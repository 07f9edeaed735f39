use unicode_width::UnicodeWidthChar;
use vte::{Params, Perform};

use crate::screen::{Attr, Color, Pen, Screen};

/// Longest title accepted from OSC 0/2.
const MAX_TITLE: usize = 256;

#[derive(Debug, Clone, Copy, PartialEq, Eq, Default)]
enum Charset {
    #[default]
    Ascii,
    Graphics,
}

#[derive(Debug, Clone, Copy, PartialEq, Eq)]
pub struct Modes {
    /// Line feed also returns the carriage (and Enter sends CR LF).
    pub lnm: bool,
    /// Cursor keys in application mode (`ESC O` prefix).
    pub pnm: bool,
    pub insert: bool,
    pub origin: bool,
    pub autowrap: bool,
}

impl Default for Modes {
    fn default() -> Self { Modes { lnm: false, pnm: false, insert: false, origin: false, autowrap: true } }
}

/// Per-pane terminal state driven by the `vte` state machine: the screen
/// pair, tab stops and the mode flags the key dispatcher consults.
pub struct VirtualTerminal {
    pub primary: Screen,
    pub alternate: Screen,
    pub alt_active: bool,
    pub tabs: Vec<bool>,
    pub modes: Modes,
    tabstop: usize,
    charsets: [Charset; 2],
    shift: usize,
    last_printed: Option<char>,
    replies: Vec<u8>,
    title: Option<String>,
    bell: bool,
}

/// Tab stops for `cols` columns: existing stops are kept, new columns get a
/// stop every `tabstop` columns.
pub fn rebuild_tabs(old: &[bool], cols: usize, tabstop: usize) -> Vec<bool> {
    (0..cols).map(|i| old.get(i).copied().unwrap_or(tabstop > 0 && i % tabstop == 0)).collect()
}

impl VirtualTerminal {
    pub fn new(lines: u16, cols: u16, scrollback: usize, tabstop: usize) -> Self {
        VirtualTerminal {
            primary: Screen::primary(lines, cols, scrollback),
            alternate: Screen::alternate(lines, cols),
            alt_active: false,
            tabs: rebuild_tabs(&[], cols.max(1) as usize, tabstop),
            modes: Modes::default(),
            tabstop,
            charsets: [Charset::Ascii; 2],
            shift: 0,
            last_printed: None,
            replies: Vec::new(),
            title: None,
            bell: false,
        }
    }

    pub fn screen(&self) -> &Screen { if self.alt_active { &self.alternate } else { &self.primary } }

    pub fn screen_mut(&mut self) -> &mut Screen { if self.alt_active { &mut self.alternate } else { &mut self.primary } }

    pub fn resize(&mut self, lines: u16, cols: u16, tabstop: usize) {
        self.primary.resize(lines, cols);
        self.alternate.resize(lines, cols);
        self.tabstop = tabstop;
        self.tabs = rebuild_tabs(&self.tabs, self.primary.cols() as usize, tabstop);
    }

    /// Bytes the terminal owes the child (DSR, DA, ENQ answers).
    pub fn take_replies(&mut self) -> Vec<u8> { std::mem::take(&mut self.replies) }

    pub fn take_title(&mut self) -> Option<String> { self.title.take() }

    pub fn take_bell(&mut self) -> bool { std::mem::take(&mut self.bell) }

    fn set_alternate(&mut self, on: bool) {
        if on == self.alt_active { return; }
        let (cursor, pen) = (self.screen().cursor, self.screen().pen);
        self.alt_active = on;
        let s = self.screen_mut();
        s.move_to(cursor.y, cursor.x);
        s.pen = pen;
    }

    fn reset(&mut self) {
        self.alt_active = false;
        self.primary.reset();
        self.alternate.reset();
        self.modes = Modes::default();
        self.charsets = [Charset::Ascii; 2];
        self.shift = 0;
        self.last_printed = None;
        self.tabs = rebuild_tabs(&[], self.tabs.len(), self.tabstop);
    }

    fn goto(&mut self, y: u16, x: u16) {
        let origin = self.modes.origin;
        let s = self.screen_mut();
        let (top, bottom) = s.region();
        let y = if origin { y.saturating_add(top).min(bottom) } else { y };
        s.move_to(y, x);
    }

    fn cursor_up(&mut self, n: u16) {
        let s = self.screen_mut();
        let (top, _) = s.region();
        let floor = if s.cursor.y >= top { top } else { 0 };
        let y = s.cursor.y.saturating_sub(n).max(floor);
        s.move_to(y, s.cursor.x);
    }

    fn cursor_down(&mut self, n: u16) {
        let s = self.screen_mut();
        let (_, bottom) = s.region();
        let ceil = if s.cursor.y <= bottom { bottom } else { s.lines() - 1 };
        let y = s.cursor.y.saturating_add(n).min(ceil);
        s.move_to(y, s.cursor.x);
    }

    fn tab_forward(&mut self, n: u16) {
        let s = if self.alt_active { &mut self.alternate } else { &mut self.primary };
        let last = s.cols() - 1;
        let mut x = s.cursor.x;
        for _ in 0..n {
            x = (x + 1..=last).find(|&c| self.tabs.get(c as usize).copied().unwrap_or(false)).unwrap_or(last);
        }
        s.move_to(s.cursor.y, x);
    }

    fn tab_backward(&mut self, n: u16) {
        let s = if self.alt_active { &mut self.alternate } else { &mut self.primary };
        let mut x = s.cursor.x;
        for _ in 0..n {
            x = (0..x).rev().find(|&c| self.tabs.get(c as usize).copied().unwrap_or(false)).unwrap_or(0);
        }
        s.move_to(s.cursor.y, x);
    }

    fn set_mode(&mut self, params: &Params, private: bool, on: bool) {
        for p in params.iter() {
            let Some(&code) = p.first() else { continue };
            match (private, code) {
                (false, 4) => self.modes.insert = on,
                (false, 20) => self.modes.lnm = on,
                (true, 1) => self.modes.pnm = on,
                (true, 6) => {
                    self.modes.origin = on;
                    self.goto(0, 0);
                }
                (true, 7) => self.modes.autowrap = on,
                (true, 25) => self.screen_mut().cursor_visible = on,
                (true, 47) | (true, 1047) => self.set_alternate(on),
                (true, 1048) => {
                    if on { self.screen_mut().save_cursor() } else { self.screen_mut().restore_cursor() }
                }
                (true, 1049) => {
                    if on {
                        self.primary.save_cursor();
                        self.set_alternate(true);
                        self.alternate.erase_display(2);
                    } else {
                        self.set_alternate(false);
                        self.primary.restore_cursor();
                    }
                }
                _ => {}
            }
        }
    }

    fn sgr(&mut self, params: &Params) {
        let groups: Vec<&[u16]> = params.iter().collect();
        let pen = &mut self.screen_mut().pen;
        if groups.is_empty() {
            *pen = Pen::default();
            return;
        }
        let mut i = 0;
        while i < groups.len() {
            let g = groups[i];
            let code = g.first().copied().unwrap_or(0);
            match code {
                0 => *pen = Pen::default(),
                1 => pen.attr.insert(Attr::BOLD),
                2 => pen.attr.insert(Attr::DIM),
                3 => pen.attr.insert(Attr::ITALIC),
                4 => pen.attr.insert(Attr::UNDERLINE),
                5 | 6 => pen.attr.insert(Attr::BLINK),
                7 => pen.attr.insert(Attr::INVERSE),
                8 => pen.attr.insert(Attr::INVISIBLE),
                9 => pen.attr.insert(Attr::STRIKE),
                21 | 22 => pen.attr.remove(Attr::BOLD | Attr::DIM),
                23 => pen.attr.remove(Attr::ITALIC),
                24 => pen.attr.remove(Attr::UNDERLINE),
                25 => pen.attr.remove(Attr::BLINK),
                27 => pen.attr.remove(Attr::INVERSE),
                28 => pen.attr.remove(Attr::INVISIBLE),
                29 => pen.attr.remove(Attr::STRIKE),
                30..=37 => pen.fg = Color::Indexed((code - 30) as u8),
                39 => pen.fg = Color::Default,
                40..=47 => pen.bg = Color::Indexed((code - 40) as u8),
                49 => pen.bg = Color::Default,
                90..=97 => pen.fg = Color::Indexed((code - 90 + 8) as u8),
                100..=107 => pen.bg = Color::Indexed((code - 100 + 8) as u8),
                38 | 48 => {
                    let color = if g.len() > 1 {
                        extended_color(&g[1..], true).0
                    } else {
                        let rest: Vec<u16> = groups[i + 1..].iter().map(|p| p.first().copied().unwrap_or(0)).collect();
                        let (color, used) = extended_color(&rest, false);
                        i += used;
                        color
                    };
                    if let Some(c) = color {
                        if code == 38 { pen.fg = c } else { pen.bg = c }
                    }
                }
                _ => {}
            }
            i += 1;
        }
    }

    fn report(&mut self, what: u16) {
        match what {
            5 => self.replies.extend_from_slice(b"\x1b[0n"),
            6 => {
                let c = self.screen().cursor;
                self.replies.extend_from_slice(format!("\x1b[{};{}R", c.y + 1, c.x + 1).as_bytes());
            }
            _ => {}
        }
    }
}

■ ■ ■ ■ ■ ■ ■

Where does the word "charsets" appear in the material above? Copy every line that holds it.

* [Exercise response]
    charsets: [Charset; 2],
            charsets: [Charset::Ascii; 2],
        self.charsets = [Charset::Ascii; 2];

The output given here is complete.